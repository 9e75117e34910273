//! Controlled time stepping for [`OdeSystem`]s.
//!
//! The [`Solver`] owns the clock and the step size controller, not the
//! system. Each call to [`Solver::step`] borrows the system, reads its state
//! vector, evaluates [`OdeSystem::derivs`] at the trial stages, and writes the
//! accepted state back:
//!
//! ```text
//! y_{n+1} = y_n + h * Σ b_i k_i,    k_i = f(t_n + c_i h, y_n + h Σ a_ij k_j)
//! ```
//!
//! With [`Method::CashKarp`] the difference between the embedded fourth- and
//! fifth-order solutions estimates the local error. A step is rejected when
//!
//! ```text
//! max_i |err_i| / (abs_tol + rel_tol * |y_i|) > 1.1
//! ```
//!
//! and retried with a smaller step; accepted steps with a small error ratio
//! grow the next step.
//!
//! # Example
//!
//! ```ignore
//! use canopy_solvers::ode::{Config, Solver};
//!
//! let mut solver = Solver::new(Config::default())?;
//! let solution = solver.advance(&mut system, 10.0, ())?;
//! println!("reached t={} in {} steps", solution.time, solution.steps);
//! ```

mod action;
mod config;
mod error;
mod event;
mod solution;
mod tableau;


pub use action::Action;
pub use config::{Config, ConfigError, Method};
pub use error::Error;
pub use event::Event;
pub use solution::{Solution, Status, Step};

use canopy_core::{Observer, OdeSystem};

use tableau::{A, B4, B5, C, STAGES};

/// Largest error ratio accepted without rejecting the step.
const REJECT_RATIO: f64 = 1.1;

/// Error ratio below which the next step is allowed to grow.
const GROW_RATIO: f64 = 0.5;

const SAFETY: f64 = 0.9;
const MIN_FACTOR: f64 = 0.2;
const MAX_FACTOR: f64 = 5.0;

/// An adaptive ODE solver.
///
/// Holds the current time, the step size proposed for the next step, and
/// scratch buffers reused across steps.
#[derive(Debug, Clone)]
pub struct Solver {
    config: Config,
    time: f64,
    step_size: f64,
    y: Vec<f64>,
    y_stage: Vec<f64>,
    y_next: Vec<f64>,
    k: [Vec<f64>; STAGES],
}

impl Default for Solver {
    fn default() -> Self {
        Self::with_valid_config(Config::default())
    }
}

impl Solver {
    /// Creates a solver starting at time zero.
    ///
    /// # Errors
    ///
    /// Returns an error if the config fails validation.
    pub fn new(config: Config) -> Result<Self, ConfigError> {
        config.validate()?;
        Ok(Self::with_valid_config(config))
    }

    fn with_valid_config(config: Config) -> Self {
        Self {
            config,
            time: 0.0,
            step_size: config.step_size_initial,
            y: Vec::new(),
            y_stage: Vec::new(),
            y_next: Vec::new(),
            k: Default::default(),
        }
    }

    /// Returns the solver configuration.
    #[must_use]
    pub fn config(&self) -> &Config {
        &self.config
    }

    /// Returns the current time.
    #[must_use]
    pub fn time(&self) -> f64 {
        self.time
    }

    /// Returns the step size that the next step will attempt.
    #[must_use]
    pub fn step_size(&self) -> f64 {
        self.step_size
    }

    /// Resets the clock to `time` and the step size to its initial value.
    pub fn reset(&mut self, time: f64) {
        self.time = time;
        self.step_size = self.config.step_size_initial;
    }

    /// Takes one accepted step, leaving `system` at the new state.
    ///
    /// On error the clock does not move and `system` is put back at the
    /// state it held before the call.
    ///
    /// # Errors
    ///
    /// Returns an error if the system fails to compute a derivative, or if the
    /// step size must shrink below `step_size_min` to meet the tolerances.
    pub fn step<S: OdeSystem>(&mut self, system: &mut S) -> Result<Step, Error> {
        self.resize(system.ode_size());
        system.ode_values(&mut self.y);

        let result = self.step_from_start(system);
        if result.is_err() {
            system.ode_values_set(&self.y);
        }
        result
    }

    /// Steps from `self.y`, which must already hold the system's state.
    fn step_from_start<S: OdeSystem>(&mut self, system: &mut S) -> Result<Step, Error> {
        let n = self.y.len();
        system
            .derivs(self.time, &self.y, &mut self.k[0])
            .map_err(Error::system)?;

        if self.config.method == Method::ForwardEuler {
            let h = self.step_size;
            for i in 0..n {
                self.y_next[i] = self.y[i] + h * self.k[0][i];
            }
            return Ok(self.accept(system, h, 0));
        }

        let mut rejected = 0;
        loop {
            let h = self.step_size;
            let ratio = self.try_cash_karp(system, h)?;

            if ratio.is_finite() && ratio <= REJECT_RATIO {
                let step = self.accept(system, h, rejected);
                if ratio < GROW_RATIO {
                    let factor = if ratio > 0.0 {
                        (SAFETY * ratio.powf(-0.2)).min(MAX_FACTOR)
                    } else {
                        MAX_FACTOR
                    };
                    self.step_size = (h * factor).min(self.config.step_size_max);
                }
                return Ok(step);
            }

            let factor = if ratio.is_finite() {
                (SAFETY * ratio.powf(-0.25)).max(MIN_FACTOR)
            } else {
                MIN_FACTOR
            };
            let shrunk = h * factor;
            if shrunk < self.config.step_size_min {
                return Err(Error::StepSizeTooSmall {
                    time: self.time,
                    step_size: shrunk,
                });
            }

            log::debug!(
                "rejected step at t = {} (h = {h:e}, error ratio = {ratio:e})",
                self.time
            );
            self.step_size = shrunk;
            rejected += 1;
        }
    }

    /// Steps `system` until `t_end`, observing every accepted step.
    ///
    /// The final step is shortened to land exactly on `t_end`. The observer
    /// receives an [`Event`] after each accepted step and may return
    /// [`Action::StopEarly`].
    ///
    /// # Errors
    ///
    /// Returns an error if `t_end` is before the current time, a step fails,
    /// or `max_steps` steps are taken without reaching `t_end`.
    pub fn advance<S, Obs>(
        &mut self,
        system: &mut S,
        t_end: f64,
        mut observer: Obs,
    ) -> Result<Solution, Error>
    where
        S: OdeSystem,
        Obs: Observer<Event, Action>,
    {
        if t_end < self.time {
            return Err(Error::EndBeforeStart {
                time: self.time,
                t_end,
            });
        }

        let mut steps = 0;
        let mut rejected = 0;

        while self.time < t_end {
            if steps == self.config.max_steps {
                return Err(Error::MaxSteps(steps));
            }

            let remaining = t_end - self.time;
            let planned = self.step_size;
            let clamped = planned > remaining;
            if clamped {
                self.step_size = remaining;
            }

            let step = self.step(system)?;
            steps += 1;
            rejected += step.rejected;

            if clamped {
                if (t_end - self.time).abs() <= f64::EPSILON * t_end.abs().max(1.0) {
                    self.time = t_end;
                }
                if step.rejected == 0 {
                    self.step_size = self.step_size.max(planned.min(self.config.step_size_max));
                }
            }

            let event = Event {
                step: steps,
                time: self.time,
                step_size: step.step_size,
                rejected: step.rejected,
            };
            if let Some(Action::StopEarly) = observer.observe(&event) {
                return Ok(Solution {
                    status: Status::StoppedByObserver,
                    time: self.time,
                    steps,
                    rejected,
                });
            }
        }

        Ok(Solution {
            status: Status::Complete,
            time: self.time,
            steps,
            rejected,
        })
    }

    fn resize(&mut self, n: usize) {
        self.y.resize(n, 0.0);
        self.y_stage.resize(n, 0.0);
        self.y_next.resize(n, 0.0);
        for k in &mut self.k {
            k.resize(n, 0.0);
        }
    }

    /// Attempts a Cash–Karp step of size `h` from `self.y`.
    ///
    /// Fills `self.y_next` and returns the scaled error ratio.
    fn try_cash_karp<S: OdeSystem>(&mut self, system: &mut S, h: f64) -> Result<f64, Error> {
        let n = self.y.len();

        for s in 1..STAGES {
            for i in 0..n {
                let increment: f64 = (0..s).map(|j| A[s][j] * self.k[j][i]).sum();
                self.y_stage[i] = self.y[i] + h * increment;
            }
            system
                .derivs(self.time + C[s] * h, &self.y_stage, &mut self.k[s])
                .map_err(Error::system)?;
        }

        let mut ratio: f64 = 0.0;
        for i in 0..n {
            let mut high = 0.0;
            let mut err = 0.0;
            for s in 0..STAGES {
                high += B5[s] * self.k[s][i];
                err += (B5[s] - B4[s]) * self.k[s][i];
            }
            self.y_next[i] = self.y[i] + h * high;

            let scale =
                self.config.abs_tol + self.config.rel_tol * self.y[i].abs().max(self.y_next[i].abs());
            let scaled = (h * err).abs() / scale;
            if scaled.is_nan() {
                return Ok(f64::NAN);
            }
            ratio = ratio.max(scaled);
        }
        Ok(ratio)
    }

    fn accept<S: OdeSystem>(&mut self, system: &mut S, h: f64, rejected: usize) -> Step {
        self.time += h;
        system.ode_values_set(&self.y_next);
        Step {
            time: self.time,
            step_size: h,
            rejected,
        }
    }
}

---+---

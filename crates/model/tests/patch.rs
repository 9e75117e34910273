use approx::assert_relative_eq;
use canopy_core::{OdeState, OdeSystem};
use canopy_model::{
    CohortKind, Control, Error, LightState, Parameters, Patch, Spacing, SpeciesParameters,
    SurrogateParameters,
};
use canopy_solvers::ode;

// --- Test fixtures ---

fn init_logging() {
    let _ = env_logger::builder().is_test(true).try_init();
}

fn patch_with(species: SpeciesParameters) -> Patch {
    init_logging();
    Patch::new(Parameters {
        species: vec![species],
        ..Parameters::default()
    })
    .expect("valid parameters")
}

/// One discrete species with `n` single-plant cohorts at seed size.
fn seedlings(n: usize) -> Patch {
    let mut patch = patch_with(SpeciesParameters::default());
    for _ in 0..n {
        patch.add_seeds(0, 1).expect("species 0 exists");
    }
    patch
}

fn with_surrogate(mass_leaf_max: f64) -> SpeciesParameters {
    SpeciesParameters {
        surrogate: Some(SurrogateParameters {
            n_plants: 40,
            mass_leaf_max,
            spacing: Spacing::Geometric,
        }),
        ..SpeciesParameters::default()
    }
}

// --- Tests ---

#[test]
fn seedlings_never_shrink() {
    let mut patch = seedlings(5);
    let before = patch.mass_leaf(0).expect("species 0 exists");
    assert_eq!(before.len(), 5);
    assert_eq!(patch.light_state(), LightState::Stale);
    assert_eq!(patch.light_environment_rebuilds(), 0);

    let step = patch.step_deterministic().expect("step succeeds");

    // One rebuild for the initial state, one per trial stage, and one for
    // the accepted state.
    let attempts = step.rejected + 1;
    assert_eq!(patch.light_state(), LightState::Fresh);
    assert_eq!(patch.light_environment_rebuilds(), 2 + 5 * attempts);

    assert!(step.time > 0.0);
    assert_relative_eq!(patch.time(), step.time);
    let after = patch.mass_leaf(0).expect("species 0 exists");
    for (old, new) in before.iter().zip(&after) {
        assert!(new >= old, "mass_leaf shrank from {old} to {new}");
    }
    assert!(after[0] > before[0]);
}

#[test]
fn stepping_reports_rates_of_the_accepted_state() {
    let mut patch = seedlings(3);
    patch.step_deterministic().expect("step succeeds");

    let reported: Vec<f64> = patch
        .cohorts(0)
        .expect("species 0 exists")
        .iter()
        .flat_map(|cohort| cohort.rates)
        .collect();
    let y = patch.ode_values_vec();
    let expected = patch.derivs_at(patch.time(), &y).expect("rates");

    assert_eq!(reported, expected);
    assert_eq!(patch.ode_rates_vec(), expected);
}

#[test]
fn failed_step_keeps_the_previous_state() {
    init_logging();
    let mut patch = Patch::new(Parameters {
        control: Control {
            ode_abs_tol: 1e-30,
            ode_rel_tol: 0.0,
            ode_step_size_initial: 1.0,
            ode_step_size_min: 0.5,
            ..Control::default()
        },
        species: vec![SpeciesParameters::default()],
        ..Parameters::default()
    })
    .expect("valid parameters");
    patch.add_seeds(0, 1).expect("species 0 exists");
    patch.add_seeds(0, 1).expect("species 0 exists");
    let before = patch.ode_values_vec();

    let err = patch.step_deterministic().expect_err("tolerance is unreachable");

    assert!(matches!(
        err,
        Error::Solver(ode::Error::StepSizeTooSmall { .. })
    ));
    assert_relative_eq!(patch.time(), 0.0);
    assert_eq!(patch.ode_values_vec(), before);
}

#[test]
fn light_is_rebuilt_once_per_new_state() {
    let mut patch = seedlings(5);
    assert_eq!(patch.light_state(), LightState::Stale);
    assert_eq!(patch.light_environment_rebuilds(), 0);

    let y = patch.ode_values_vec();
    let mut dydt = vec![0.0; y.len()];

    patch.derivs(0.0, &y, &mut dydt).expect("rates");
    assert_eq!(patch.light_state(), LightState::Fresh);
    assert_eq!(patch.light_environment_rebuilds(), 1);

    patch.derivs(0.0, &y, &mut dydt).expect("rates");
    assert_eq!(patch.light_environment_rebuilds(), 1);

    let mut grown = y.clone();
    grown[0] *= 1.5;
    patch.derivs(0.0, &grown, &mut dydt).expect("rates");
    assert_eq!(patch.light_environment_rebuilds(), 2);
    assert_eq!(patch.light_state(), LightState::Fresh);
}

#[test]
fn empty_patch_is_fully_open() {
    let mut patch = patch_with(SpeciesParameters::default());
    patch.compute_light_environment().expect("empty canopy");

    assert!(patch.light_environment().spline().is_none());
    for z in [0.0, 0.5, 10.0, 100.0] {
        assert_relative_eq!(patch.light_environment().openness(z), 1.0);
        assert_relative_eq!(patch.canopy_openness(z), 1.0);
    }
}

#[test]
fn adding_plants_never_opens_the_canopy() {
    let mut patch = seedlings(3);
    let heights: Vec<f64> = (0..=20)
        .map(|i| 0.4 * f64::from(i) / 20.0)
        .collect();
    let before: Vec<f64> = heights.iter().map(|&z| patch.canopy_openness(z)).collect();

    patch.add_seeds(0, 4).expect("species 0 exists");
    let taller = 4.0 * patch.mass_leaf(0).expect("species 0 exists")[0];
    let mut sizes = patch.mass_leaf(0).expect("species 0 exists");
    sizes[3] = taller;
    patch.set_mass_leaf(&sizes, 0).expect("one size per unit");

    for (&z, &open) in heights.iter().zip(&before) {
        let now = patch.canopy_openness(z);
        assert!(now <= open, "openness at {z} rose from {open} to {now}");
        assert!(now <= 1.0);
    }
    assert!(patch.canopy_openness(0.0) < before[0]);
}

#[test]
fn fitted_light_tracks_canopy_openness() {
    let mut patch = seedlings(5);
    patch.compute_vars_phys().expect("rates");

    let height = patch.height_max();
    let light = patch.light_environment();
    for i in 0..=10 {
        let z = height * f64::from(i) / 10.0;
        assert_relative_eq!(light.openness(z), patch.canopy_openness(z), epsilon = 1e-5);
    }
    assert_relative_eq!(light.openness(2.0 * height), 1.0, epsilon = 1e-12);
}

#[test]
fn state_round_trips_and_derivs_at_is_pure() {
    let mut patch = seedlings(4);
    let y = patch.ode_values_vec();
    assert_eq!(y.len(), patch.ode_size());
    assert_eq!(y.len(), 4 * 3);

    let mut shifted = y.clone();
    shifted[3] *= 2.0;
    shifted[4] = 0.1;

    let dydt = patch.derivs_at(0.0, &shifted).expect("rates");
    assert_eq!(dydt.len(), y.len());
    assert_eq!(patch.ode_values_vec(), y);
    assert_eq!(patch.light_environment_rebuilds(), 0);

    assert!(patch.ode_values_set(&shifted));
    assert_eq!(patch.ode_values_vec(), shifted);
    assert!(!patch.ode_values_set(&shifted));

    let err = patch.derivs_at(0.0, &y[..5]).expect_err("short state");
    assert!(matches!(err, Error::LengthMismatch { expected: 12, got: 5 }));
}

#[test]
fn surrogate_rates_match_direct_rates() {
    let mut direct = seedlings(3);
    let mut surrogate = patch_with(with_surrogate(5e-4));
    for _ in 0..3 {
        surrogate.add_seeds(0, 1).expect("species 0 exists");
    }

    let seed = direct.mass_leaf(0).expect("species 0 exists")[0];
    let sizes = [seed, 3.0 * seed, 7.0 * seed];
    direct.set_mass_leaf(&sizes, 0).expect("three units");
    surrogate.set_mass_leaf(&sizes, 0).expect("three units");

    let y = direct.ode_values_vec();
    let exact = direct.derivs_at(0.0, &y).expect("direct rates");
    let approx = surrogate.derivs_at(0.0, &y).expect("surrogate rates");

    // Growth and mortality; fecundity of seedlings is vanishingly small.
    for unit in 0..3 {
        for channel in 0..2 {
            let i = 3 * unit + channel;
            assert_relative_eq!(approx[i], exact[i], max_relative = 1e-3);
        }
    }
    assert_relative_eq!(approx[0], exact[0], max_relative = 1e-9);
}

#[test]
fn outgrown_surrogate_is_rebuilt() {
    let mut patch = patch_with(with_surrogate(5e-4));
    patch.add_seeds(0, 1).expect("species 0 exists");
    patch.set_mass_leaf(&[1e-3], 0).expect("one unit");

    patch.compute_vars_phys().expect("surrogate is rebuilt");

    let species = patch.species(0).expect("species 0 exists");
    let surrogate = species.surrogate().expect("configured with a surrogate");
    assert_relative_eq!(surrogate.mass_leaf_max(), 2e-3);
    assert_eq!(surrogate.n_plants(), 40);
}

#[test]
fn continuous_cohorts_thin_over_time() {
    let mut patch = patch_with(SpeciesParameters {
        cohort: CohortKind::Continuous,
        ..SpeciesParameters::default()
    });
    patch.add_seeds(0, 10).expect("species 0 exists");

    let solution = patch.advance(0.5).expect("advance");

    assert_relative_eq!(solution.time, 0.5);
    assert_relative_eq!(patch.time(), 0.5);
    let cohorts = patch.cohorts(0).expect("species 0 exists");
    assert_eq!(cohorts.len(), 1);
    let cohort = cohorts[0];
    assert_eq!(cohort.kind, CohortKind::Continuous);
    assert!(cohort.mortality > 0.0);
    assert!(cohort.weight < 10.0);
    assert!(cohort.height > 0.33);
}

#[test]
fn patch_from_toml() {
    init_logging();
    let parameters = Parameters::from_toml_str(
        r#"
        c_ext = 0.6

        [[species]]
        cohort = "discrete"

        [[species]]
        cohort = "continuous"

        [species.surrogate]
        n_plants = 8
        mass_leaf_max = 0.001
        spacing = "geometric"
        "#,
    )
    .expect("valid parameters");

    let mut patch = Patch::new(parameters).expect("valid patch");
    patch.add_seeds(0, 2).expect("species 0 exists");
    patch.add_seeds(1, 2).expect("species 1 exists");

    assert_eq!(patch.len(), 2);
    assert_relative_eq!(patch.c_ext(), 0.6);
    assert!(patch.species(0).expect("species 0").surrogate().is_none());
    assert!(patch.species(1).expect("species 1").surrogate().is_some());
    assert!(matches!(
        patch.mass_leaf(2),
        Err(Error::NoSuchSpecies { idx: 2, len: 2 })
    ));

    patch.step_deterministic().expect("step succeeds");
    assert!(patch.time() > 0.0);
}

---+---

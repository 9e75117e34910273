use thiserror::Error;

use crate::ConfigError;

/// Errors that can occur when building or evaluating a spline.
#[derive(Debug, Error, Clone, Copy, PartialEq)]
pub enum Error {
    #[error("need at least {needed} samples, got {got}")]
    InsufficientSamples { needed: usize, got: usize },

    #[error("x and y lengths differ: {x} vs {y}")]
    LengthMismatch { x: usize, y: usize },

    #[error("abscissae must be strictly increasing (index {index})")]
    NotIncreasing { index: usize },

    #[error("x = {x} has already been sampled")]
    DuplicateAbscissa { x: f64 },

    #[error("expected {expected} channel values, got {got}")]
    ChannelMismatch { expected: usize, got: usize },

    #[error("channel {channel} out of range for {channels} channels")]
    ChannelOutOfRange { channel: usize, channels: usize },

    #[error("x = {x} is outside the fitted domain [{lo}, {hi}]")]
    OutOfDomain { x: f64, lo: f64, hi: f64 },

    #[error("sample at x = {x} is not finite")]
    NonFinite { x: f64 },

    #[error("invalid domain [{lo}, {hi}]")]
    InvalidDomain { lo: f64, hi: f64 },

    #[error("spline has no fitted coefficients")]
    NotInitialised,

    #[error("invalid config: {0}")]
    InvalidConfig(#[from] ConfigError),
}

---+---

For every line in the data above that has the string "shrunk", return that line.

            let shrunk = h * factor;
            if shrunk < self.config.step_size_min {
                    step_size: shrunk,
            self.step_size = shrunk;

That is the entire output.